● **ACTIVITY**
Across the entries below, the lines containing "PathBuf" should be counted and only their number returned.

DATA EXTRACTS Start Marker

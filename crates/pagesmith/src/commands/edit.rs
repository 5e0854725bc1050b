//! Line-oriented editing session.
//!
//! Reads one command per line from stdin and routes every change through the
//! [`Editor`], so history and persistence behave exactly as they would in a
//! graphical host.

use std::path::{Path, PathBuf};

use anyhow::{Context, Result};
use tokio::io::{AsyncBufRead, AsyncBufReadExt, BufReader};

use pagesmith_export::{embed_local_images, Exporter};
use pagesmith_gateway::{ContentApi, ImageUpload};
use pagesmith_model::{
    next_id, Banner, BlobSource, BlobStore, GalleryImage, ImageRef, ItemId, Section, SectionBody,
    SectionKind, SectionPatch,
};
use pagesmith_store::Editor;

use crate::config::ConfigFile;

/// Banner fields that can be edited.
#[derive(Debug, Clone, Copy, PartialEq, Eq)]
pub enum BannerField {
    Title,
    Subtitle,
    CtaText,
    CtaLink,
}

/// One parsed input line.
#[derive(Debug, Clone, PartialEq, Eq)]
pub enum EditCommand {
    Add { kind: SectionKind, title: String },
    Title { id: ItemId, title: String },
    Content { id: ItemId, content: String },
    Banner { field: BannerField, value: String },
    Move { from: usize, to: usize },
    Remove { id: ItemId },
    Image { path: PathBuf, target: Option<ItemId> },
    Undo,
    Redo,
    Show,
    Export { dir: Option<PathBuf> },
    Help,
    Quit,
}

impl EditCommand {
    /// Parse one line. Blank lines parse to `None`.
    pub fn parse(line: &str) -> Result<Option<Self>, String> {
        let line = line.trim();
        if line.is_empty() {
            return Ok(None);
        }
        let (verb, rest) = match line.split_once(char::is_whitespace) {
            Some((verb, rest)) => (verb, rest.trim()),
            None => (line, ""),
        };

        let command = match verb {
            "add" => {
                let (kind, title) = split_word(rest);
                let kind = kind.parse::<SectionKind>().map_err(|e| e.to_string())?;
                Self::Add {
                    kind,
                    title: title.to_string(),
                }
            }
            "title" => {
                let (id, title) = split_word(rest);
                Self::Title {
                    id: parse_num(id, "section id")?,
                    title: title.to_string(),
                }
            }
            "content" => {
                let (id, content) = split_word(rest);
                Self::Content {
                    id: parse_num(id, "section id")?,
                    content: content.to_string(),
                }
            }
            "banner" => {
                let (field, value) = split_word(rest);
                let field = match field {
                    "title" => BannerField::Title,
                    "subtitle" => BannerField::Subtitle,
                    "cta" => BannerField::CtaText,
                    "link" => BannerField::CtaLink,
                    other => return Err(format!("Unknown banner field: {other:?}")),
                };
                Self::Banner {
                    field,
                    value: value.to_string(),
                }
            }
            "move" => {
                let (from, to) = split_word(rest);
                Self::Move {
                    from: parse_num(from, "from index")?,
                    to: parse_num(to, "to index")?,
                }
            }
            "remove" => Self::Remove {
                id: parse_num(rest, "section id")?,
            },
            "image" => {
                let (path, target) = split_word(rest);
                if path.is_empty() {
                    return Err("Usage: image <path> [section id]".to_string());
                }
                let target = if target.is_empty() {
                    None
                } else {
                    Some(parse_num(target, "section id")?)
                };
                Self::Image {
                    path: PathBuf::from(path),
                    target,
                }
            }
            "undo" => Self::Undo,
            "redo" => Self::Redo,
            "show" => Self::Show,
            "export" => Self::Export {
                dir: (!rest.is_empty()).then(|| PathBuf::from(rest)),
            },
            "help" | "?" => Self::Help,
            "quit" | "exit" => Self::Quit,
            other => return Err(format!("Unknown command: {other:?} (try 'help')")),
        };

        Ok(Some(command))
    }
}

fn split_word(s: &str) -> (&str, &str) {
    match s.split_once(char::is_whitespace) {
        Some((word, rest)) => (word, rest.trim()),
        None => (s, ""),
    }
}

fn parse_num<T: std::str::FromStr>(s: &str, what: &str) -> Result<T, String> {
    s.parse().map_err(|_| format!("Expected {what}, got {s:?}"))
}

const HELP: &str = "\
add <text|about|services|gallery> [title]
title <id> <text>          content <id> <text>
banner <title|subtitle|cta|link> <text>
move <from> <to>           remove <id>
image <path> [id]          attach to a section, or the banner without an id
undo | redo | show | export [dir] | quit";

/// Run the edit command.
pub async fn run(config: &ConfigFile) -> Result<()> {
    let (gateway, session) = super::connect(config).await?;
    if !session.is_authenticated() {
        tracing::info!("Not signed in; changes are kept in the local cache if the API refuses them");
    }

    let mut editor = Editor::open(gateway).await;
    let blobs = BlobStore::new();

    println!("{HELP}");
    print_outline(&editor);

    let input = BufReader::new(tokio::io::stdin());
    edit_session(&mut editor, &blobs, config, input).await
}

/// Drive `editor` from `input` until `quit`, end of input, Ctrl-C or a read
/// error. Local blobs are embedded and saved on every one of those exits.
pub async fn edit_session<A, R>(
    editor: &mut Editor<A>,
    blobs: &BlobStore,
    config: &ConfigFile,
    input: R,
) -> Result<()>
where
    A: ContentApi,
    R: AsyncBufRead + Unpin,
{
    let exporter = Exporter::new(config.export_config(None), blobs.clone());
    let mut lines = input.lines();

    let outcome = loop {
        let line = tokio::select! {
            line = lines.next_line() => line,
            _ = tokio::signal::ctrl_c() => break Ok(()),
        };
        let line = match line {
            Ok(Some(line)) => line,
            Ok(None) => break Ok(()),
            Err(e) => break Err(anyhow::Error::new(e).context("Failed to read input")),
        };

        let command = match EditCommand::parse(&line) {
            Ok(Some(command)) => command,
            Ok(None) => continue,
            Err(message) => {
                println!("{message}");
                continue;
            }
        };

        match command {
            EditCommand::Quit => break Ok(()),
            EditCommand::Help => println!("{HELP}"),
            EditCommand::Show => match serde_json::to_string_pretty(editor.current()) {
                Ok(json) => println!("{json}"),
                Err(e) => println!("{e}"),
            },
            EditCommand::Export { dir } => {
                let dir = dir.unwrap_or_else(|| config.export.output.clone());
                match exporter.export_to(editor.current(), &dir).await {
                    Ok(result) => println!("Wrote {}", result.path.display()),
                    Err(e) => println!("Export failed: {e}"),
                }
            }
            command => match apply(editor, blobs, command).await {
                Ok(true) => print_outline(editor),
                Ok(false) => println!("Nothing changed"),
                Err(e) => println!("{e:#}"),
            },
        }
    };

    embed_before_exit(editor, blobs).await;
    outcome
}

/// Blob handles die with this process; store their bytes inline instead.
async fn embed_before_exit<A: ContentApi>(editor: &Editor<A>, blobs: &BlobStore) {
    if editor.current().local_blob_refs().is_empty() {
        return;
    }
    let portable = embed_local_images(editor.current(), blobs).await;
    editor.gateway().save(&portable).await;
    tracing::info!("Embedded local images into the saved page");
}

/// Apply one mutating command. Returns whether the page changed.
pub async fn apply<A: ContentApi>(
    editor: &mut Editor<A>,
    blobs: &BlobStore,
    command: EditCommand,
) -> Result<bool> {
    let changed = match command {
        EditCommand::Add { kind, title } => {
            editor.add_section(Section::new(next_id(), kind, title)).await
        }
        EditCommand::Title { id, title } => {
            editor.update_section(id, SectionPatch::title(title)).await
        }
        EditCommand::Content { id, content } => {
            let body = match editor.current().section(id).map(|s| &s.body) {
                Some(SectionBody::Text { image, .. }) => SectionBody::Text {
                    content,
                    image: image.clone(),
                },
                Some(SectionBody::About { image, .. }) => SectionBody::About {
                    content,
                    image: image.clone(),
                },
                Some(_) => {
                    println!("Section {id} has no text content");
                    return Ok(false);
                }
                None => return Ok(false),
            };
            editor.update_section(id, SectionPatch::body(body)).await
        }
        EditCommand::Banner { field, value } => {
            let mut banner: Banner = (*editor.current().banner).clone();
            match field {
                BannerField::Title => banner.title = value,
                BannerField::Subtitle => banner.subtitle = value,
                BannerField::CtaText => banner.cta_text = value,
                BannerField::CtaLink => banner.cta_link = value,
            }
            editor.update_banner(banner).await
        }
        EditCommand::Move { from, to } => {
            let len = editor.current().sections.len();
            if from >= len || to >= len {
                println!("Indexes must be below {len}");
                return Ok(false);
            }
            editor.move_section(from, to).await
        }
        EditCommand::Remove { id } => editor.remove_section(id).await,
        EditCommand::Image { path, target } => {
            let image = attach_image(editor, blobs, &path).await?;
            set_image(editor, target, image).await
        }
        EditCommand::Undo => editor.undo().await,
        EditCommand::Redo => editor.redo().await,
        EditCommand::Show | EditCommand::Export { .. } | EditCommand::Help | EditCommand::Quit => {
            false
        }
    };
    Ok(changed)
}

/// Park the file as a local blob, then try to upload it. A failed upload
/// keeps the blob reference.
async fn attach_image<A: ContentApi>(
    editor: &Editor<A>,
    blobs: &BlobStore,
    path: &Path,
) -> Result<ImageRef> {
    let local = blobs
        .insert_file(path)
        .await
        .with_context(|| format!("Failed to read {}", path.display()))?;

    let blob = blobs.fetch(local.as_str()).await?;
    let file_name = path
        .file_name()
        .map(|n| n.to_string_lossy().into_owned())
        .unwrap_or_else(|| "image".to_string());

    match editor
        .upload_image(ImageUpload::from_blob(&blob, file_name))
        .await
    {
        Ok(remote) => {
            blobs.revoke(local.as_str()).await;
            Ok(remote)
        }
        Err(e) => {
            tracing::warn!("Upload failed, keeping local copy: {}", e);
            Ok(local)
        }
    }
}

async fn set_image<A: ContentApi>(
    editor: &mut Editor<A>,
    target: Option<ItemId>,
    image: ImageRef,
) -> bool {
    let Some(id) = target else {
        let banner = Banner {
            background_image: Some(image),
            ..(*editor.current().banner).clone()
        };
        return editor.update_banner(banner).await;
    };

    let body = match editor.current().section(id).map(|s| &s.body) {
        Some(SectionBody::Text { content, .. }) => SectionBody::Text {
            content: content.clone(),
            image: Some(image),
        },
        Some(SectionBody::About { content, .. }) => SectionBody::About {
            content: content.clone(),
            image: Some(image),
        },
        Some(SectionBody::Gallery { images }) => {
            let mut images = images.clone();
            images.push(GalleryImage {
                id: next_id(),
                url: image,
                alt: String::new(),
            });
            SectionBody::Gallery { images }
        }
        Some(SectionBody::Services { .. }) => {
            println!("Service icons are set per item; attach to a text, about or gallery section");
            return false;
        }
        None => return false,
    };
    editor.update_section(id, SectionPatch::body(body)).await
}

fn print_outline<A: ContentApi>(editor: &Editor<A>) {
    let doc = editor.current();
    println!("Banner: {}", doc.banner.title);
    for (index, section) in doc.sections.iter().enumerate() {
        println!(
            "  [{index}] #{} {} {:?}",
            section.id,
            section.kind(),
            section.title
        );
    }
    println!(
        "  (undo: {}, redo: {})",
        if editor.can_undo() { "yes" } else { "no" },
        if editor.can_redo() { "yes" } else { "no" }
    );
}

DATA EXTRACTS End Marker

● **TASK RESULT**
5